Sunbelt Politics in the Twenty-First Century
Published online by Cambridge University Press: 05 July 2014
The Sunbelt’s political culture continued to evolve as Americans transitioned from the twentieth into the twenty-first century. Economic and political developments were still fueled by rapid population growth, which simultaneously sustained the region’s history of metropolitan-based expansion. Meanwhile, the nation struggled to adjust to the paradigm-shifting implications of the War on Terror, brought on by deadly terrorist attacks in New York City, Pennsylvania, and Washington, D.C., on September 11, 2001, not to mention the transformative impact of the Bush administration’s controversial response to those attacks. As the nation engaged a new set of global conflicts, the political attitudes of those in the Sunbelt also changed. Perhaps most importantly, the region’s white, suburban middle class – so central to the Sunbelt’s growth since the end of World War II – no longer seemed as powerful or as conservative as it had just a few decades before. Although still an influential epicenter for conservative political activism at the regional, state, and local levels, the Sunbelt of the early twenty-first century seemed increasingly ripe for greater political contestation and competitive balance.

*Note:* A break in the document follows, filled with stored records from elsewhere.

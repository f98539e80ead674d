//! # Weft Core
//!
//! Core runtime for Weft, a reactive UI toolkit. Two layers cooperate:
//!
//! - **store**: fine-grained reactive state. Cloneable tokens name state;
//!   a [`Store`](store::Store) materializes values lazily, tracks which
//!   computation read which token, and propagates each change to exactly
//!   the computations that depend on it.
//! - **vdom**: view descriptions mounted into an in-memory document
//!   ([`dom::Dom`]). Reactive parts of a view bind directly to the tokens
//!   they read, so a state change touches the affected text node,
//!   attribute, subtree, or list item and nothing else.
//!
//! ```rust,ignore
//! use weft_core::dom::Dom;
//! use weft_core::store::{write, Container, Store};
//! use weft_core::vdom::{reactive_text, render_to_dom, virtual_element, ElementConfig};
//!
//! let clicks = Container::new(0);
//! let store = Store::new();
//! let dom = Dom::new();
//! let body = dom.create_element("body");
//!
//! let counter = clicks.clone();
//! let view = virtual_element(
//!     "button",
//!     ElementConfig::new().on("click", {
//!         let clicks = clicks.clone();
//!         move |_event| write(&clicks, 1)
//!     }),
//!     vec![reactive_text(move |get| format!("Clicks: {}", get.get(&counter)))],
//! );
//!
//! render_to_dom(&store, &dom, body, view);
//! dom.fire_event(dom.children(body)[0], "click", "");
//! assert_eq!(dom.to_html(body), "<body><button>Clicks: 1</button></body>");
//! ```

pub mod dom;
pub mod store;
pub mod vdom;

One reason for this balance was the rise of what John Judis and Ruy Teixeira have called “postindustrial metropolises” – relatively younger cities driven by technology, university-based research and development, and a cultural willingness to re-embrace the trappings of a limited urbanity, while not entirely abandoning the comforts of modern suburbia. Such places included – but were not limited to – Boulder, Colorado; Austin, Texas; and the areas surrounding California’s Silicon Valley, North Carolina’s Research Triangle, and the Virginia Beltway suburbs adjacent to Washington, D.C. More racially and ethnically diverse than such communities had typically been in the past, these communities increasingly attracted a multicultural array of younger, white-collar, highly skilled professionals groomed in research institutions during the post–civil rights movement and postmodern eras. Many of these young professionals seemed to understand their own careers through a slightly right-of-center economic lens, embracing the concept of regulated capitalism, for instance, while typically rejecting the moral certitude of their parents’ and grandparents’ more socially conservative generations. These young professionals were statistically less likely to attend church on a regular basis and more likely to support liberal Democrats than many ambitious young professionals had been just two decades before.